De wegen naar een onafhankelijke en duurzame EU volgens de onderzoekers (afb: Richard Bernthäler et al./Globalizations)
De industriële strategie van de Europese Unie is gericht op de versterking van de veerkracht van de interne markt, de vergroting van de strategische autonomie en de concurrerende duurzaamheid, maar zit vol tegenstrijdig-heden die de crises die het juist wil aanpakken, dreigen te ver-ergeren, stellen onderzoekers van, onder meer, de autonome universiteit van Barcelona (UAB). Volgens hen zal het huidige industriebeleid van de EU zijn eigen doelstellingen niet bereiken, tenzij dat fundamenteel wordt herzien.
Veerkracht kan alleen worden bereikt door fundamentele sectoren zoals gezondheidszorg, huisvesting, zorg en openbaar vervoer te versterken. Die zijn samen goed voor bijna 40% van de werkgelegenheid in in de EU. De onderzoekers waarschuwen dat versterking daarvan niet zal worden bereikt, tenzij er wordt ingezet op overheidsinvesteringen, betere arbeidsomstandigheden en beroepsopleidingen die aansluiten op de maatschappelijke behoeften.
Het onderzoek, geleid door Jason Hickel (UAB), Richard Bärnthaler (universiteit van Leeds) en Sebastian Mang (NEF), stelt dat strategische autonomie een substantiële vermindering van de vraag naar materialen en energie vereist.
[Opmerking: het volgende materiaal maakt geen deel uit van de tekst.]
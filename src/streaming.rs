//! Video Streaming interfaces: parameter negotiation and frame reception.

use std::{
    collections::VecDeque,
    io::{self, Read},
    mem,
};

use crate::{
    control::{ControlTarget, ControlValue, ProbeCommitControls, ProbeHint, Request},
    error::{err, Action, ErrorKind, ResultExt},
    frame::{Frame, FrameFormat},
    topo::{FormatIndex, FrameIndex, StreamDirection, StreamingInterfaceDesc},
    util::duration_to_100ns,
    Result, UvcDevice,
};

/// Payload buffer size used when the device reports a `dwMaxPayloadTransferSize` of 0.
const FALLBACK_PAYLOAD_SIZE: usize = 16 * 1024;

pub struct StreamingInterface<'a> {
    device: &'a UvcDevice,
    desc: &'a StreamingInterfaceDesc,
}

impl<'a> StreamingInterface<'a> {
    pub(crate) fn new(device: &'a UvcDevice, desc: &'a StreamingInterfaceDesc) -> Self {
        Self { device, desc }
    }

    pub fn desc(&self) -> &'a StreamingInterfaceDesc {
        self.desc
    }

    control_accessors!(StreamingControl);

    pub fn set_control<C: StreamingControl>(&mut self, value: C::Value) -> Result<()> {
        log::trace!("SET_CUR({:?}) on streaming interface {:?}", C::ID, self.desc.id());
        self.target().write(C::ID as u8, &value)
    }

    fn target(&self) -> ControlTarget<'_> {
        ControlTarget::streaming(self.device, self.desc.id().0)
    }

    /// Runs the probe/commit handshake for the given format and frame.
    ///
    /// The frame's default interval is requested. Returns the parameters the device committed
    /// to, which may differ from the requested ones.
    pub fn negotiate(
        &mut self,
        format_index: FormatIndex,
        frame_index: FrameIndex,
    ) -> Result<ProbeCommitControls> {
        let frame = self
            .desc
            .format_by_index(format_index)
            .and_then(|format| format.frame_by_index(frame_index));
        let frame = match frame {
            Some(frame) => frame,
            None => {
                return err(
                    ErrorKind::InvalidMode(format!(
                        "no frame {:?} in format {:?} of streaming interface {:?}",
                        frame_index,
                        format_index,
                        self.desc.id()
                    )),
                    Action::StreamNegotiation,
                )
            }
        };

        let controls = ProbeCommitControls {
            bmHint: ProbeHint::FIX_FRAME_INTERVAL,
            bFormatIndex: format_index.0,
            bFrameIndex: frame_index.0,
            dwFrameInterval: duration_to_100ns(frame.default_frame_interval()),
            ..Default::default()
        };
        // The device's answer is committed byte for byte, so fields past the UVC 1.0 prefix
        // survive the round trip.
        let mut buf = controls.to_wire(self.device.topology().uvc_version());
        log::debug!(
            "negotiating parameters ({} byte probe): {:?}",
            buf.len(),
            controls
        );
        let target = self.target();
        target.write_raw(ControlId::Probe as u8, &buf)?;
        let n = target.read_raw(Request::GetCur, ControlId::Probe as u8, &mut buf)?;
        let controls = match ProbeCommitControls::from_wire(&buf[..n]) {
            Some(controls) => controls,
            None => {
                return err(
                    ErrorKind::InvalidDevice(format!(
                        "GET_CUR(PROBE) returned {} bytes, expected at least {}",
                        n,
                        ProbeCommitControls::UVC10_LEN
                    )),
                    Action::StreamNegotiation,
                )
            }
        };
        log::debug!("final parameters: {:?}", controls);
        target.write_raw(ControlId::Commit as u8, &buf[..n])?;
        Ok(controls)
    }

    /// Negotiates the given format and frame and starts receiving video data.
    pub fn start_stream(&mut self, format: FormatIndex, frame: FrameIndex) -> Result<Stream<'a>> {
        if self.desc.direction() != StreamDirection::Input {
            return err(
                ErrorKind::NotSupported(format!(
                    "streaming interface {:?} is a host-to-device interface",
                    self.desc.id()
                )),
                Action::StreamNegotiation,
            );
        }

        let params = self.negotiate(format, frame)?;

        // `negotiate` already validated both indices
        let frame_format = self
            .desc
            .format_by_index(format)
            .map_or(FrameFormat::Unknown, |f| f.frame_format());
        let (width, height) = self
            .desc
            .format_by_index(format)
            .and_then(|f| f.frame_by_index(frame))
            .map_or((0, 0), |f| (f.width(), f.height()));

        let payload_size = match params.dwMaxPayloadTransferSize {
            0 => FALLBACK_PAYLOAD_SIZE,
            n => n as usize,
        };
        let max_frame_size = params.dwMaxVideoFrameSize as usize;

        Ok(Stream {
            device: self.device,
            ep: self.desc.endpoint_address(),
            payload: vec![0; payload_size],
            assembler: FrameAssembler::new(frame_format, width, height, max_frame_size),
        })
    }
}

/// An active video stream.
///
/// Implements [`Read`] for access to raw payloads (one bulk transfer per call), and
/// reassembles payloads into [`Frame`]s with [`Stream::next_frame`].
pub struct Stream<'a> {
    device: &'a UvcDevice,
    ep: u8,
    payload: Vec<u8>,
    assembler: FrameAssembler,
}

impl Stream<'_> {
    fn read_payload(&mut self) -> Result<usize> {
        let device = self.device;
        let ep = self.ep;
        let payload = &mut self.payload[..];
        device.with_usb(|usb| {
            usb.read_bulk(ep, &mut *payload, device.timeout())
                .during(Action::StreamRead)
        })
    }

    /// Blocks until the next complete frame has been received.
    pub fn next_frame(&mut self) -> Result<Frame> {
        loop {
            if let Some(frame) = self.assembler.pop() {
                return Ok(frame);
            }

            let n = self.read_payload()?;
            self.assembler.push(&self.payload[..n]);
        }
    }

    /// Receives `max_frames` frames, passing each to `callback`.
    ///
    /// Returns the number of frames delivered.
    pub fn run<F>(&mut self, max_frames: usize, mut callback: F) -> Result<usize>
    where
        F: FnMut(&Frame),
    {
        for count in 0..max_frames {
            match self.next_frame() {
                Ok(frame) => callback(&frame),
                Err(e) if count > 0 && e.is_usb_timeout() => {
                    log::warn!("stream stalled after {} frames: {}", count, e);
                    return Ok(count);
                }
                Err(e) => return Err(e),
            }
        }
        Ok(max_frames)
    }
}

impl Read for Stream<'_> {
    fn read(&mut self, buf: &mut [u8]) -> io::Result<usize> {
        self.device
            .with_usb(|usb| {
                usb.read_bulk(self.ep, &mut *buf, self.device.timeout())
                    .during(Action::StreamRead)
            })
            .map_err(io::Error::from)
    }
}

const HEADER_FID: u8 = 1 << 0;
const HEADER_EOF: u8 = 1 << 1;
const HEADER_ERR: u8 = 1 << 6;

/// Reassembles frames from UVC payloads.
///
/// A frame ends when a payload has the end-of-frame bit set, or when the frame ID bit toggles.
pub struct FrameAssembler {
    format: FrameFormat,
    width: u16,
    height: u16,
    /// 0 means unlimited.
    max_frame_size: usize,
    buf: Vec<u8>,
    fid: Option<bool>,
    corrupt: bool,
    overflow: bool,
    ready: VecDeque<Frame>,
}

impl FrameAssembler {
    pub fn new(format: FrameFormat, width: u16, height: u16, max_frame_size: usize) -> Self {
        Self {
            format,
            width,
            height,
            max_frame_size,
            buf: Vec::new(),
            fid: None,
            corrupt: false,
            overflow: false,
            ready: VecDeque::new(),
        }
    }

    /// Feeds one payload (header included).
    pub fn push(&mut self, payload: &[u8]) {
        let (header_len, info) = match payload {
            [len, info, ..] => (usize::from(*len), *info),
            // zero-length packets are normal between frames
            _ => return,
        };
        if header_len < 2 || header_len > payload.len() {
            log::warn!(
                "invalid payload header length {} (payload is {} bytes), dropping payload",
                header_len,
                payload.len()
            );
            return;
        }

        let fid = info & HEADER_FID != 0;
        if let Some(prev) = self.fid {
            if prev != fid {
                self.finish();
            }
        }
        self.fid = Some(fid);

        if info & HEADER_ERR != 0 {
            log::debug!("payload error bit set, discarding frame");
            self.corrupt = true;
        }

        let data = &payload[header_len..];
        if !self.corrupt && !self.overflow {
            if self.max_frame_size != 0 && self.buf.len() + data.len() > self.max_frame_size {
                self.overflow = true;
                self.buf.clear();
            } else {
                self.buf.extend_from_slice(data);
            }
        }

        if info & HEADER_EOF != 0 {
            self.finish();
        }
    }

    /// Takes the oldest completed frame.
    pub fn pop(&mut self) -> Option<Frame> {
        self.ready.pop_front()
    }

    fn finish(&mut self) {
        let data = mem::take(&mut self.buf);
        let corrupt = mem::replace(&mut self.corrupt, false);
        let overflow = mem::replace(&mut self.overflow, false);

        if overflow {
            log::warn!(
                "frame exceeds negotiated maximum of {} bytes, dropping it",
                self.max_frame_size
            );
        } else if corrupt {
            log::debug!("dropping corrupt frame of {} bytes", data.len());
        } else if !data.is_empty() {
            self.ready
                .push_back(Frame::new(self.format, self.width, self.height, data));
        }
    }
}

/// Controls associated with Video Streaming Interfaces.
#[derive(Debug, Clone, Copy)]
pub enum ControlId {
    Probe = 0x01,
    Commit = 0x02,
}

pub trait StreamingControl {
    type Value: ControlValue;
    const ID: ControlId;
}

pub struct Probe;
impl StreamingControl for Probe {
    type Value = ProbeCommitControls;
    const ID: ControlId = ControlId::Probe;
}

pub struct Commit;
impl StreamingControl for Commit {
    type Value = ProbeCommitControls;
    const ID: ControlId = ControlId::Commit;
}

#[cfg(test)]
mod tests {
    use super::*;

    fn payload(info: u8, data: &[u8]) -> Vec<u8> {
        let mut p = vec![2, info];
        p.extend_from_slice(data);
        p
    }

    fn assembler() -> FrameAssembler {
        FrameAssembler::new(FrameFormat::Yuyv, 2, 1, 0)
    }

    #[test]
    fn eof_completes_frame() {
        let mut a = assembler();
        a.push(&payload(0, &[1, 2]));
        assert!(a.pop().is_none());
        a.push(&payload(HEADER_EOF, &[3, 4]));
        let frame = a.pop().unwrap();
        assert_eq!(frame.data(), &[1, 2, 3, 4]);
        assert_eq!(frame.format(), FrameFormat::Yuyv);
        assert_eq!((frame.width(), frame.height()), (2, 1));
        assert!(a.pop().is_none());
    }

    #[test]
    fn fid_toggle_completes_frame() {
        let mut a = assembler();
        a.push(&payload(0, &[1, 2]));
        a.push(&payload(0, &[3, 4]));
        a.push(&payload(HEADER_FID, &[5, 6]));
        assert_eq!(a.pop().unwrap().data(), &[1, 2, 3, 4]);
        assert!(a.pop().is_none());

        // toggle and EOF in the same payload produce two frames
        a.push(&payload(HEADER_EOF, &[7, 8]));
        assert_eq!(a.pop().unwrap().data(), &[5, 6]);
        assert_eq!(a.pop().unwrap().data(), &[7, 8]);
    }

    #[test]
    fn header_bytes_are_stripped() {
        let mut a = assembler();
        // 12-byte header with PTS and SCR
        let mut p = vec![12, HEADER_EOF | 0x0c];
        p.extend_from_slice(&[0xaa; 10]);
        p.extend_from_slice(&[9, 9]);
        a.push(&p);
        assert_eq!(a.pop().unwrap().data(), &[9, 9]);
    }

    #[test]
    fn error_bit_drops_frame() {
        let mut a = assembler();
        a.push(&payload(0, &[1, 2]));
        a.push(&payload(HEADER_ERR, &[3, 4]));
        a.push(&payload(HEADER_EOF, &[5, 6]));
        assert!(a.pop().is_none());

        a.push(&payload(HEADER_FID | HEADER_EOF, &[7, 8]));
        assert_eq!(a.pop().unwrap().data(), &[7, 8]);
    }

    #[test]
    fn empty_and_malformed_payloads_are_ignored() {
        let mut a = assembler();
        a.push(&[]);
        a.push(&[2]);
        a.push(&[9, HEADER_EOF, 1]);
        a.push(&[1, HEADER_EOF, 1]);
        // header-only EOF with nothing buffered yields no frame
        a.push(&payload(HEADER_EOF, &[]));
        assert!(a.pop().is_none());
    }

    #[test]
    fn oversized_frame_is_dropped() {
        let mut a = FrameAssembler::new(FrameFormat::Mjpeg, 0, 0, 4);
        a.push(&payload(0, &[1, 2, 3]));
        a.push(&payload(HEADER_EOF, &[4, 5, 6]));
        assert!(a.pop().is_none());

        a.push(&payload(HEADER_FID | HEADER_EOF, &[1, 2, 3, 4]));
        assert_eq!(a.pop().unwrap().data_bytes(), 4);
    }
}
Het huidige beleid, zoals vastgelegd in de verordening kritieke grondstoffen, leidt tot meer grondstoffenwinning, wat de geopolitieke spanningen kan vergroten en conflicten binnen Europa over winningsactiviteiten kan aanwakkeren.
Europa zou zijn energiebehoefte tegen 2050 met de helft kunnen verlagen, zo blijkt uit doorrekeningen van lage-energiescenario’s. Alleen zo zou energieonafhankelijkheid mogelijk zijn en dan neemt ook de invoerbehoefte aanmerkelijk af.
De onderzoekers bekritiseren ook de huidige aanpak van de groene transitie, die sterk leunt op marktstimulansen zoals overheidssubsidies, garanties en deregulering. “Dit model stimuleert innovatie, maar het mist exnovatie – de opzettelijke uitfasering van niet-duurzame technologieën en infrastructuren – waardoor structurele inertie wordt versterkt”, zegt Hickel.
Sluiten
De EU beschikt momenteel niet over effectieve middelen om koolstofintensieve sectoren te sluiten, privaat kapitaal af te stemmen op publieke prioriteiten en om de productie te sturen in de richting van maatschappelijk welzijn. De auteurs stellen dat zonder sterkere overheidsplanning, kredietbegeleiding en meer overheidsbezit – met name in de energie- en financiële sector – de groene transitie te traag, te gefragmenteerd en te afhankelijk zal zijn van winstmarges.
“We leven in een eeuw van overlappende crises – klimaat, maatschappij, energie en geopolitiek” zegt medeonderzoeker Bärnthaler. “Het industriebeleid is terug, maar het is niet afgestemd op deze realiteit. Er is geen coherente strategie om essentiële publieke diensten te versterken of het materiaal- en energieverbruik aanzienlijk te verminderen.”
Hickel waarschuwt dat grotere efficiëntie alleen niet voldoende is in groeigedreven economieën. “Technologische winst wordt vaak tenietgedaan door een stijgende productie. Als Europa serieus werk wil maken van ontkoling en van strategische autonomie, moet het niet-essentiële, grondstofintensieve sectoren direct afbouwen. Het huidige EU-industriebeleid pakt dit niet aan.”
Mang, politiek econoom bij de New Economics Foundation, vult aan: “De EU zegt dat ze veerkracht, autonomie en duurzaamheid wil, maar gebruikt de verkeerde instrumenten. We hebben ambitieuze overheidsinvesteringen nodig, coördinatie tussen centrale banken en overheden en democratische controle over de toewijzing van middelen. Zonder zorg, klimaat en gelijkheid centraal te stellen, zal dit industriebeleid niet slagen.”
Als weg vooruit pleiten de auteurs voor een fundamentele heroriëntatie van de Europese industriële strategie rond drie kernprioriteiten:
– het versterken van fundamentele sectoren zoals zorg, openbaar vervoer en betaalbare huisvesting – – het verankeren van vraagvermindering als een structureel principe voor strategische autonomie
– het uitbreiden van groene economische planning door middel van overheidskredietsturing, monetair-fiscale coördinatie, verbeterde fiscale capaciteit en meer overheidseigendom; met name op het gebied van energie en financiën.